Govt plans to issue bonds to retail investors
Jakarta Post

The government plans to sell for the first time "retail treasury bonds" to individual investors, as part of its efforts to develop and tap into the local capital market for financing the state budget.

"We expect the retail bonds can be realized within this year's first semester. We are currently working hard to prepare it," Minister of Finance Sri Mulyani Indrawati said in a discussion on Wednesday with representatives from capital market associations, fund managers, securities firms and investment banks.

She did not elaborate on how much of the local currency bonds the government would initially issue.

The bonds are however planned to be offered in denominations that will be affordable to small investors, as compared to the government's previous treasury bonds, which are usually offered to institutional buyers such as investment banks, pension fund managers and insurance companies.

For this, Sri Mulyani said the government must, however, first put in place better market infrastructure, particularly the establishment of primary dealers and a secondary market for the bonds, as well as their price discovery, or determining the right range of prices for the bonds.

Sri Mulyani added that some members of the Association of Treasury Bond Dealers (Himdasun), who mostly have good access to advanced information on the government's existing bonds, are among the candidates for the retail bonds' primary dealers. The Surabaya Stock Exchange, meanwhile, is planning to manage the trading of the bonds.

Meanwhile, Capital Market Supervisory Agency head Darmin Nasution, said that his agency planned to wrap up the price discovery of the retail bonds within this year's first quarter.

The finance ministry's Director General of the Treasury Mulia P. Nasution had earlier mentioned the government's intention to develop the local bond market, targeting individual investors interested in investing funds of between Rp 20 million (some US$2,000) and Rp 50 million in instruments other than bank time deposits or stocks.

"We indeed see a large potential in surplus public savings that is just sitting there, as there is currently a limited number of investment instruments for the public," Sri Mulyani said.

She also explained that the plan to offer the retail bonds is part of the government's efforts to ensure more sustainable financing for the budget by tapping into the local bond market, rather than through riskier, external financing.

The government has earmarked the issuance of a total of Rp 24.8 trillion in bonds this year to help finance the budget deficit, up from Rp 22.5 trillion it issued last year.
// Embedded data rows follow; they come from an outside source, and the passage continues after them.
//! deepaudit-providers: concrete `Provider` implementations for the LLM
//! services the auditor engine's agents call through `deepaudit_core::LlmClient`.

pub mod anthropic;
pub mod context_windows;
pub mod gemini;
pub mod openai;

pub use anthropic::AnthropicProvider;
pub use gemini::GeminiProvider;
pub use openai::OpenAIProvider;
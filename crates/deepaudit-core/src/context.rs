//! Execution context (C5): ambient, task-scoped metadata carried through
//! every call that can log or emit an event.
//!
//! This is an explicit value passed down the call chain rather than
//! thread-local state — a thread-local would misattribute fields across
//! `tokio::spawn`ed tasks working on different agents concurrently.

use std::collections::HashMap;

/// Correlation/task/trace metadata threaded through a call chain.
#[derive(Debug, Clone)]
pub struct ExecutionContext {
    pub correlation_id: String,
    pub task_id: String,
    pub parent_agent_id: Option<String>,
    pub current_agent_id: String,
    pub trace_path: Vec<String>,
    pub iteration: u32,
    pub depth: u32,
    pub metadata: HashMap<String, String>,
}

impl ExecutionContext {
    /// Start a fresh root context for a new task.
    pub fn new_root(correlation_id: impl Into<String>, task_id: impl Into<String>) -> Self {
        Self {
            correlation_id: correlation_id.into(),
            task_id: task_id.into(),
            parent_agent_id: None,
            current_agent_id: String::new(),
            trace_path: Vec::new(),
            iteration: 0,
            depth: 0,
            metadata: HashMap::new(),
        }
    }

    /// Derive a child context: same correlation/task id, trace path extended
    /// with this agent's name, depth incremented, parent recorded.
    pub fn child(&self, agent_id: impl Into<String>, agent_name: impl Into<String>) -> Self {
        let agent_id = agent_id.into();
        let mut trace_path = self.trace_path.clone();
        trace_path.push(agent_name.into());
        Self {
            correlation_id: self.correlation_id.clone(),
            task_id: self.task_id.clone(),
            parent_agent_id: Some(self.current_agent_id.clone()),
            current_agent_id: agent_id,
            trace_path,
            iteration: 0,
            depth: self.depth + 1,
            metadata: self.metadata.clone(),
        }
    }

    pub fn with_iteration(mut self, iteration: u32) -> Self {
        self.iteration = iteration;
        self
    }

    pub fn set_iteration(&mut self, iteration: u32) {
        self.iteration = iteration;
    }

    pub fn with_metadata(mut self, key: impl Into<String>, value: impl Into<String>) -> Self {
        self.metadata.insert(key.into(), value.into());
        self
    }
}

#[cfg(test)]
mod tests {
    use super::*;

    #[test]
    fn test_child_inherits_correlation_and_task() {
        let root = ExecutionContext::new_root("corr-1", "task-1");
        let child = root.child("agent-2", "recon");
        assert_eq!(child.correlation_id, "corr-1");
        assert_eq!(child.task_id, "task-1");
        assert_eq!(child.depth, 1);
        assert_eq!(child.trace_path, vec!["recon".to_string()]);
        assert_eq!(child.parent_agent_id, Some(String::new()));
    }

    #[test]
    fn test_grandchild_extends_trace_path() {
        let root = ExecutionContext::new_root("c", "t");
        let child = root.child("a1", "orchestrator");
        let grandchild = child.child("a2", "recon");
        assert_eq!(grandchild.depth, 2);
        assert_eq!(
            grandchild.trace_path,
            vec!["orchestrator".to_string(), "recon".to_string()]
        );
    }
}
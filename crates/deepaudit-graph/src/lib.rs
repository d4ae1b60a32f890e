//! deepaudit-graph: the dynamic agent tree, inter-agent message bus, event
//! stream, and parallel task executor that sit between the orchestrator and
//! the rest of the agent population.

pub mod controller;
pub mod events;
pub mod executor;
pub mod message_bus;
pub mod registry;

pub use controller::{ActiveAgentsSummary, FindingsSummary, GraphController, StopAllResult, StopResult};
pub use events::{EventType, GraphEvent, GraphEventBus, DEFAULT_EVENT_BUFFER};
pub use executor::{
    DynamicExecutor, ExecutionResult, ExecutionTask, TaskOutcome, TaskRunner, DEFAULT_CONCURRENCY,
    DEFAULT_TASK_TIMEOUT,
};
pub use message_bus::{AgentMessage, MessageBus, MessagePriority, MessageType};
pub use registry::{AgentEdge, AgentGraphRegistry, AgentNode, AgentStatistics, AgentTree, NodeStatus};
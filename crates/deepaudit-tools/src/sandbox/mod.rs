//! The sandbox substrate (C7): an ephemeral isolated process per run, with
//! a read-only project mount, writable tmpfs scratch, resource caps, and
//! network disabled unless a caller opts in. `executor` picks between
//! kernel-namespace isolation and a direct-exec fallback; `mounts` owns the
//! per-run scratch directory and extra read-only binds.

pub mod executor;
pub mod mounts;

pub use executor::{CommandResult, SandboxConfig, SandboxExecutor};
pub use mounts::SandboxMounts;
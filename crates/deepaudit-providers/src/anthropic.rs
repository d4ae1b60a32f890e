use std::time::Duration;

use async_trait::async_trait;
use futures::StreamExt;
use reqwest::Client;
use reqwest_eventsource::{Event, EventSource};
use serde::{Deserialize, Serialize};
use tokio::sync::mpsc;
use tokio_stream::wrappers::ReceiverStream;
use tracing::{debug, error, trace};

use deepaudit_core::{
    CompletionRequest, CompletionResponse, Error, FinishReason, Message, Provider, Role,
    StreamChunk, StreamResult, ToolCall, ToolDefinition, Usage,
};

const DEFAULT_BASE_URL: &str = "https://api.anthropic.com/v1";
const ANTHROPIC_VERSION: &str = "2023-06-01";
const DEFAULT_MAX_TOKENS: u32 = 8192;

pub struct AnthropicProvider {
    client: Client,
    api_key: String,
    base_url: String,
    default_model: Option<String>,
    include_tool_reasoning: bool,
}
It is meanwhile, seeking Rp 35.1 trillion from external financing of program and project loans.

The government is targeting a budget deficit of Rp 22.4 trillion, or 0.7 percent of the gross domestic product (GDP). Sri Mulyani, however, said that the deficit may rise to between 0.9 and 1.1 percent due to the government's extra spending this year to boost the economy.

In addition to the retail bonds, the government also plans to issue this year its first shariah-based sukuk bonds and another batch of global bonds.